So while I could probably get used to everything else about the magic mouse (which isn't to say that I'd want to; if I got a new iMac I'd opt for the mighty mouse), there is one thing that it's missing that I just couldn't get past. The buttons on the side. Anyone who's used a mighty mouse surely knows of the buttons it has on the side. Either you love them or hate them, and I love them. I use them for exposé, which makes them very convenient and makes exposé a feature that I actually use (I wouldn't use it if I had to press F9 to get to it). They also happen to be right where my thumb and ring-finger rest on the mouse, so there's really nothing to using them. Because they're there, exposé is a natural part of the "flow," and using it is as easy as pressing the side-buttons. If it's not clear enough yet how much I need to have exposé, go back and read this paragraph again. The absence of the buttons will stop me and this new mouse from ever getting along. I guess if there's a bright side here though, it's that using the buttons wouldn't be as natural on the new one anyway since they'd be in a strange place.

-The New Macbook is essentially what the reviewers have said.
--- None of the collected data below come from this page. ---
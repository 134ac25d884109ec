//! Error type shared by every stage of huffify.
//!
//! All variants abort the current compression or decompression call. None of
//! them are transient, so nothing here is retried.

use thiserror::Error;

/// Main error type for huffify.
#[derive(Error, Debug)]
pub enum HuffError {
    /// I/O related errors
    #[error("I/O error: {0}")]
    Io(#[from] std::io::Error),

    /// A byte outside the 128 symbol alphabet was found in the input.
    #[error("Byte {byte:#04x} at offset {offset} is outside the 128 symbol alphabet")]
    AlphabetViolation {
        /// The offending byte
        byte: u8,
        /// Offset of the byte in the input
        offset: usize,
    },

    /// No symbols were observed, so there is nothing to build a tree from.
    #[error("No symbols observed, cannot build a code tree")]
    EmptyInput,

    /// The frequency descriptor and the bit payload disagree on the bit count.
    #[error("Frequency descriptor implies {expected} bits, payload holds {actual}")]
    InconsistentRebuild {
        /// Bit count recomputed from the frequency descriptor
        expected: u64,
        /// Bit count found in the payload
        actual: u64,
    },

    /// The bit count ran out while the decoder was inside an unfinished path.
    #[error("Bits exhausted at bit {position} with an incomplete symbol path")]
    MalformedPath {
        /// Bit index at which decoding stopped
        position: u64,
    },

    /// A symbol in the alphabet has no code in the current table.
    #[error("Symbol {symbol:#04x} has no code in the code table")]
    MissingCode {
        /// The symbol without a code
        symbol: u8,
    },

    /// An artifact has a bad signature, layout, or trailing data.
    #[error("Invalid artifact: {message}")]
    InvalidArtifact {
        /// What was wrong with the artifact
        message: String,
    },
}

impl HuffError {
    /// Create an invalid artifact error
    pub fn invalid_artifact<S: Into<String>>(message: S) -> Self {
        Self::InvalidArtifact {
            message: message.into(),
        }
    }
}

/// Result type alias for huffify operations
pub type Result<T> = std::result::Result<T, HuffError>;
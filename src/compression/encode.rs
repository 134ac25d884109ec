use log::{debug, warn};

use crate::bitstream::bit_sequence::{byte_len, BitSequence};
use crate::bitstream::bitpacker::BitPacker;
use crate::error::{HuffError, Result};
use crate::huffman_coding::code_table::CodeTable;
use crate::tools::freq_count::Symbol;
use crate::tools::lines::Lines;

/// Translate the input into bits using the code table. The input is read line
/// by line exactly as it was counted, with the separator's code after every line.
///
/// `bit_count` is the length the caller computed from the frequency table. It
/// sizes the output buffer; if the input no longer matches the counts the
/// result is longer or shorter than that, which is only logged.
pub fn pack(data: &[u8], codes: &CodeTable, bit_count: u64) -> Result<BitSequence> {
    let mut bp = BitPacker::new(byte_len(bit_count) as usize);
    let separator = codes.get(Symbol::LINE_SEPARATOR);

    for (offset, line) in Lines::new(data) {
        for (i, &byte) in line.iter().enumerate() {
            let symbol = Symbol::try_from(byte).map_err(|byte| HuffError::AlphabetViolation {
                byte,
                offset: offset + i,
            })?;
            let code = codes
                .get(symbol)
                .ok_or(HuffError::MissingCode { symbol: byte })?;
            bp.out_code(code);
        }
        if let Some(code) = separator {
            bp.out_code(code);
        }
    }

    if bp.bits_written() != bit_count {
        warn!(
            "Packed {} bits but the frequency table implies {}.",
            bp.bits_written(),
            bit_count
        );
    }
    debug!("Packed {} bits at {}.", bp.bits_written(), bp.loc());
    bp.into_sequence()
}
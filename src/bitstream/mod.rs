//! The bitstream module forms the I/O subsystem of huffify.
//!
//! - bit_sequence: an ordered run of bits with its length kept beside the bytes.
//! - bitpacker: queues bits MSB first and turns them into bytes, for the payload and the descriptor.
//! - bitreader: reads bits and big endian integers back from any `Read` source.
//!
//! Nothing here knows about codes or trees beyond writing a `Code`'s bits in order.
//!
pub mod bit_sequence;
pub mod bitpacker;
pub mod bitreader;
I don't know why they got rid of so many ports on this one, namely Firewire. Yes, USB 2 has a higher top transfer speed, but it rarely actually transfers at that speed. Firewire, on the other hand, transfers at a cool 400Mbps (or 800 if your system has Firewire 800 ports) all the time. When I got my external hard drive I specifically sought one with Firewire, and it's been great.
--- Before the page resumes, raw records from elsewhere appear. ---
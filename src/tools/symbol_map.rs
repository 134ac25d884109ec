use crate::tools::freq_count::ALPHABET_SIZE;

const BIT_MASK: u16 = 0x8000;

/// Number of 16 symbol blocks the alphabet spans.
pub const MAP_BLOCKS: usize = ALPHABET_SIZE / 16;

/// Build the presence map for a sorted list of symbols. The first u16 is the
/// index: bit `15 - b` is set when block `b` (symbols 16b..16b+15) holds any
/// symbol. One u16 follows per set index bit, marking the symbols present in
/// that block.
pub fn encode_sym_map(symbols: &[u8]) -> Vec<u16> {
    let mut blocks = [0_u16; 16];
    for &sym in symbols {
        blocks[(sym >> 4) as usize] |= BIT_MASK >> (sym & 0x0f);
    }

    let mut map = vec![0_u16];
    for (block, &bits) in blocks.iter().enumerate() {
        if bits != 0 {
            map[0] |= BIT_MASK >> block;
            map.push(bits);
        }
    }
    map
}

/// Takes the presence map and returns a sorted vec of all symbols it marks.
/// The map must hold one u16 per set bit of the index.
pub fn decode_sym_map(symbol_map: &[u16]) -> Vec<u8> {
    let mut symbols: Vec<u8> = Vec::with_capacity(ALPHABET_SIZE);
    // Set a counter for the number of maps
    let mut map_idx = 0;

    for block in 0..16 {
        // Check the index to see if the next bit has a block of symbols
        if (symbol_map[0] & (BIT_MASK >> block)) > 0 {
            map_idx += 1;
            // Within that u16, iterate to find which symbols were present
            for sym_idx in 0..16_u8 {
                if (symbol_map[map_idx] & (BIT_MASK >> sym_idx)) > 0 {
                    symbols.push((block << 4) + sym_idx);
                };
            }
        }
    }
    symbols
}

/// True when the index only marks blocks inside the alphabet.
pub fn index_in_alphabet(index: u16) -> bool {
    index & (0xffff >> MAP_BLOCKS) == 0
}

#[cfg(test)]
mod test {
    use super::*;

    #[test]
    fn decode_symbol_map_test() {
        let maps = vec![11008, 32770, 4, 17754, 6208];
        let mut compare = "Making a silly test.".as_bytes().to_vec();
        compare.sort_unstable();
        compare.dedup();
        assert_eq!(compare, decode_sym_map(&maps));
    }

    #[test]
    fn encode_matches_decode_test() {
        let mut symbols = b"ab\nab\n".to_vec();
        symbols.sort_unstable();
        symbols.dedup();
        let map = encode_sym_map(&symbols);
        // Blocks 0 ('\n') and 6 ('a', 'b')
        assert_eq!(map, vec![0b1000_0010_0000_0000, 0b0000_0000_0010_0000, 0b0110_0000_0000_0000]);
        assert_eq!(decode_sym_map(&map), symbols);
    }

    #[test]
    fn full_alphabet_test() {
        let all = (0..128).collect::<Vec<u8>>();
        let map = encode_sym_map(&all);
        assert_eq!(map.len(), 1 + MAP_BLOCKS);
        assert!(index_in_alphabet(map[0]));
        assert_eq!(decode_sym_map(&map), all);
    }

    #[test]
    fn index_outside_alphabet_test() {
        assert!(!index_in_alphabet(0x0080));
        assert!(index_in_alphabet(0xff00));
    }
}
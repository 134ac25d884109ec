//! The huffman module turns symbol frequencies into a code tree and a code table.
//!
//! Tree construction is Huffman's algorithm with a fixed tie-break, so the same
//! frequency table always yields the same tree and the same codes. That is what
//! lets decompression rebuild the codes from the persisted frequencies alone.
//!
//! Codes are whatever a preorder walk of the tree gives (left = 0, right = 1).
//! They are not renumbered into canonical form.
//!

pub mod code_table;
pub mod node;
pub mod tree;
The unibody construction does give it a nice robustness that you're just not used to coming from a plastic laptop. That is a positive aspect. When I picked it up from the corner (while it was opened) there was no creaking or flexing that I noticed. The material they make the bottom out of is nice, it's fairly grippy. It does seem like it'd stain easily, though.
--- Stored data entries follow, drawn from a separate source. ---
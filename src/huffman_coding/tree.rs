//! Builds the code tree from a frequency table.
//!
//! The queue is kept as a vec sorted from highest to lowest priority key, so
//! the two lowest nodes are always popped off the end. The alphabet has at
//! most 128 symbols, so re-sorting after each merge costs nothing worth a heap.

use log::{debug, trace};

use super::node::{Node, NodeData, PriorityKey};
use crate::error::{HuffError, Result};
use crate::tools::freq_count::FrequencyTable;

#[derive(Debug, Clone)]
pub struct HuffmanTree {
    root: Node,
}

impl HuffmanTree {
    /// Merge the two lowest nodes until one root is left. The first node
    /// extracted becomes the left child, the second the right.
    pub fn build(freqs: &FrequencyTable) -> Result<Self> {
        let mut queue: Vec<(PriorityKey, Node)> = freqs
            .entries()
            .map(|e| (PriorityKey::for_leaf(e.symbol, e.count), Node::leaf(e.symbol, e.count)))
            .collect();

        if queue.is_empty() {
            return Err(HuffError::EmptyInput);
        }
        debug!("Building code tree from {} symbols.", queue.len());

        let mut seq = 0;
        while queue.len() > 1 {
            // Highest key first, so the lowest two are at the end
            queue.sort_unstable_by(|a, b| b.0.cmp(&a.0));

            let (left_key, left) = queue.pop().ok_or(HuffError::EmptyInput)?;
            let (right_key, right) = queue.pop().ok_or(HuffError::EmptyInput)?;
            seq += 1;
            trace!(
                "Merge {}: {:?} + {:?}",
                seq,
                (left_key.symbol as char, left_key.weight),
                (right_key.symbol as char, right_key.weight)
            );

            let merged = Node::merge(left, right);
            queue.push((PriorityKey::for_merge(merged.weight, seq), merged));
        }

        let (_, root) = queue.pop().ok_or(HuffError::EmptyInput)?;
        Ok(Self { root })
    }

    pub fn root(&self) -> &Node {
        &self.root
    }

    /// A single symbol tree: the root is a leaf and its code is empty.
    pub fn is_degenerate(&self) -> bool {
        self.root.is_leaf()
    }

    /// Longest root to leaf path.
    pub fn depth(&self) -> usize {
        fn walk(node: &Node) -> usize {
            match &node.node_data {
                NodeData::Kids(left, right) => 1 + walk(left).max(walk(right)),
                NodeData::Leaf(_) => 0,
            }
        }
        walk(&self.root)
    }
}

#[cfg(test)]
mod test {
    use super::HuffmanTree;
    use crate::error::HuffError;
    use crate::huffman_coding::node::NodeData;
    use crate::tools::freq_count::FrequencyTable;

    fn leaf_symbol(data: &NodeData) -> u8 {
        match data {
            NodeData::Leaf(s) => s.value(),
            NodeData::Kids(..) => panic!("expected a leaf"),
        }
    }

    #[test]
    fn empty_test() {
        let freqs = FrequencyTable::count(b"").unwrap();
        assert!(matches!(HuffmanTree::build(&freqs), Err(HuffError::EmptyInput)));
    }

    #[test]
    fn single_symbol_test() {
        let freqs = FrequencyTable::from_entries(vec![(b'x', 9)]).unwrap();
        let tree = HuffmanTree::build(&freqs).unwrap();
        assert!(tree.is_degenerate());
        assert_eq!(tree.root().weight, 9);
        assert_eq!(tree.depth(), 0);
    }

    #[test]
    fn left_is_first_extracted_test() {
        let freqs = FrequencyTable::from_entries(vec![(b'b', 2), (b'a', 2)]).unwrap();
        let tree = HuffmanTree::build(&freqs).unwrap();
        match &tree.root().node_data {
            NodeData::Kids(left, right) => {
                assert_eq!(leaf_symbol(&left.node_data), b'a');
                assert_eq!(leaf_symbol(&right.node_data), b'b');
            }
            NodeData::Leaf(_) => panic!("expected an internal root"),
        }
    }

    #[test]
    fn classic_weights_test() {
        let freqs = FrequencyTable::from_entries(vec![
            (b'a', 5),
            (b'b', 9),
            (b'c', 12),
            (b'd', 13),
            (b'e', 16),
            (b'f', 45),
        ])
        .unwrap();
        let tree = HuffmanTree::build(&freqs).unwrap();
        assert_eq!(tree.root().weight, 100);
        assert_eq!(tree.depth(), 4);
        match &tree.root().node_data {
            NodeData::Kids(left, right) => {
                assert_eq!(leaf_symbol(&left.node_data), b'f');
                assert_eq!(right.weight, 55);
            }
            NodeData::Leaf(_) => panic!("expected an internal root"),
        }
    }
}
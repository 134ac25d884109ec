use log::error;

use super::bit_sequence::{byte_len, BitSequence};
use crate::error::Result;
use crate::huffman_coding::code_table::Code;

/// Creates a bitstream for output. Bits are queued MSB first and moved to the
/// output buffer a byte at a time.
pub struct BitPacker {
    pub output: Vec<u8>,
    queue: u64,
    q_bits: u8,
    /// Total bits written, padding excluded.
    written: u64,
}

impl BitPacker {
    /// Create a new BitPacker with an output buffer of size specified (in bytes).
    pub fn new(size: usize) -> Self {
        Self {
            output: Vec::with_capacity(size),
            queue: 0,
            q_bits: 0,
            written: 0,
        }
    }

    /// Internal bitstream write function common to all out.XX functions.
    fn write_stream(&mut self) {
        while self.q_bits > 7 {
            let byte = (self.queue >> (self.q_bits - 8)) as u8;
            self.output.push(byte); //push the packed byte out
            self.q_bits -= 8; //adjust the count of bits left in the queue
        }
    }

    /// Puts a single bit on the stream.
    pub fn out_bit(&mut self, bit: bool) {
        self.queue <<= 1;
        self.queue |= bit as u64;
        self.q_bits += 1;
        self.written += 1;
        self.write_stream();
    }

    /// Puts every bit of a code on the stream, first step first.
    pub fn out_code(&mut self, code: &Code) {
        code.bits().iter().for_each(|&bit| self.out_bit(bit));
    }

    /// Puts a 16 bit word of pre-packed binary encoded data on the stream.
    pub fn out16(&mut self, data: u16) {
        self.queue <<= 16; //shift queue by bit length
        self.queue |= data as u64; //add data portion to queue
        self.q_bits += 16; //update depth of queue bits
        self.written += 16;
        self.write_stream();
    }

    /// Puts a 32 bit word of pre-packed binary encoded data on the stream.
    pub fn out32(&mut self, data: u32) {
        self.queue <<= 32;
        self.queue |= data as u64;
        self.q_bits += 32;
        self.written += 32;
        self.write_stream();
    }

    /// Puts a 64 bit word on the stream, high half first.
    pub fn out64(&mut self, data: u64) {
        self.out32((data >> 32) as u32);
        self.out32(data as u32);
    }

    /// Puts a run of whole bytes on the stream.
    pub fn out_bytes(&mut self, data: &[u8]) {
        data.iter().for_each(|&byte| {
            self.queue <<= 8;
            self.queue |= byte as u64;
            self.q_bits += 8;
            self.written += 8;
            self.write_stream();
        });
    }

    /// Number of bits written so far, not counting padding.
    pub fn bits_written(&self) -> u64 {
        self.written
    }

    /// Flushes the remaining bits (1-7) from the buffer, padding with 0s in the least
    /// signficant bits
    pub fn flush(&mut self) {
        if self.q_bits > 0 {
            self.queue <<= 8 - self.q_bits; //pad the queue with zeros
            self.q_bits += 8 - self.q_bits;
            self.write_stream(); // write out all that is left
            if self.q_bits > 0 {
                error!("Stuff left in the BitPacker queue.");
            }
        }
    }

    /// Flush and hand the packed bits over as a sequence of the written length.
    /// Fails if the output buffer was changed from outside so that its byte
    /// count no longer matches the bits written.
    pub fn into_sequence(mut self) -> Result<BitSequence> {
        self.flush();
        let len = self.written;
        debug_assert_eq!(self.output.len() as u64, byte_len(len));
        BitSequence::from_parts(self.output, len)
    }

    /// Debugging function to return the number of bytes.bits output so far
    pub fn loc(&self) -> String {
        format! {"[{}.{}]",((self.output.len() * 8) + self.q_bits as usize)/8, ((self.output.len() * 8) + self.q_bits as usize)%8}
    }
}
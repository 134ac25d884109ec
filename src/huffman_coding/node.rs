use std::cmp::Ordering;

use crate::tools::freq_count::Symbol;

/// Symbol value internal nodes use when they are compared in the merge queue.
pub const MERGED_SYMBOL: u8 = b'#';

#[derive(Eq, PartialEq, Debug, Clone)]
pub enum NodeData {
    Kids(Box<Node>, Box<Node>),
    Leaf(Symbol),
}

#[derive(Eq, PartialEq, Debug, Clone)]
pub struct Node {
    pub weight: u64,
    pub node_data: NodeData,
}

impl Node {
    /// Create a new leaf node
    pub fn leaf(symbol: Symbol, weight: u64) -> Node {
        Node {
            weight,
            node_data: NodeData::Leaf(symbol),
        }
    }

    /// Merge two nodes. The weight is the sum of both children.
    pub fn merge(left: Node, right: Node) -> Node {
        Node {
            weight: left.weight.saturating_add(right.weight),
            node_data: NodeData::Kids(Box::new(left), Box::new(right)),
        }
    }

    pub fn is_leaf(&self) -> bool {
        matches!(self.node_data, NodeData::Leaf(_))
    }
}

/// Position of a node in the merge queue. Ordered by ascending weight, then
/// ascending symbol value, then ascending creation sequence.
///
/// Leaves use their own symbol and sequence 0. Internal nodes use
/// [`MERGED_SYMBOL`] and the number of the merge that created them, so two
/// keys only compare equal when they belong to the same node.
#[derive(Eq, PartialEq, Debug, Clone, Copy)]
pub struct PriorityKey {
    pub weight: u64,
    pub symbol: u8,
    pub seq: u32,
}

impl PriorityKey {
    pub fn for_leaf(symbol: Symbol, weight: u64) -> Self {
        Self {
            weight,
            symbol: symbol.value(),
            seq: 0,
        }
    }

    pub fn for_merge(weight: u64, seq: u32) -> Self {
        Self {
            weight,
            symbol: MERGED_SYMBOL,
            seq,
        }
    }
}

impl Ord for PriorityKey {
    fn cmp(&self, other: &Self) -> Ordering {
        self.weight
            .cmp(&other.weight)
            .then(self.symbol.cmp(&other.symbol))
            .then(self.seq.cmp(&other.seq))
    }
}

impl PartialOrd for PriorityKey {
    fn partial_cmp(&self, other: &Self) -> Option<Ordering> {
        Some(self.cmp(other))
    }
}

#[cfg(test)]
mod test {
    use super::*;

    fn sym(b: u8) -> Symbol {
        Symbol::try_from(b).unwrap()
    }

    #[test]
    fn weight_first_test() {
        let light = PriorityKey::for_leaf(sym(b'z'), 1);
        let heavy = PriorityKey::for_leaf(sym(b'a'), 2);
        assert!(light < heavy);
    }

    #[test]
    fn symbol_breaks_ties_test() {
        let a = PriorityKey::for_leaf(sym(b'a'), 5);
        let b = PriorityKey::for_leaf(sym(b'b'), 5);
        assert!(a < b);
        // A merged node ties like '#'
        let merged = PriorityKey::for_merge(5, 1);
        assert!(PriorityKey::for_leaf(sym(b'\n'), 5) < merged);
        assert!(merged < a);
    }

    #[test]
    fn sequence_breaks_remaining_ties_test() {
        let hash_leaf = PriorityKey::for_leaf(sym(b'#'), 4);
        let first = PriorityKey::for_merge(4, 1);
        let second = PriorityKey::for_merge(4, 2);
        assert!(hash_leaf < first);
        assert!(first < second);
    }

    #[test]
    fn merge_test() {
        let node = Node::merge(Node::leaf(sym(b'a'), 2), Node::leaf(sym(b'b'), 3));
        assert_eq!(node.weight, 5);
        assert!(!node.is_leaf());
    }
}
What puzzles me the most is where they price it. For $800 I'd like this a lot more, but with the aluminum 13" Macbook Pro being $200 away, there aren't a lot of good reasons to get this one. Yeah, I can imagine that some people don't want to spend the extra bucks, but for that much you get a lot more in a laptop. I'd do it.

Sunday, November 1, 2009


As in the iTunes feature. If you use it, you probably know the drill. Pick a song, click the button, and maybe you'll get a pretty decent playlist. That's just it though, maybe you'll get a pretty decent playlist. Sometimes it'll actually be a few songs that really do go well with whatever song you start with, but there's often a lot of stuff that doesn't. For example, I made one for Bittersweet Symphony a few minutes ago. I've reduced the list to five (counting Bittersweet Symphony) after getting rid of Van Morrison, Devo, Steriogram's Walkie Talkie Man, etc. And a lot of the content that I took out was pretty good stuff, too. For example, I like Walkie Talkie Man. But when I'm listening to Bittersweet Symphony and I want to hear more songs like it, I don't want Walkie Talkie Man.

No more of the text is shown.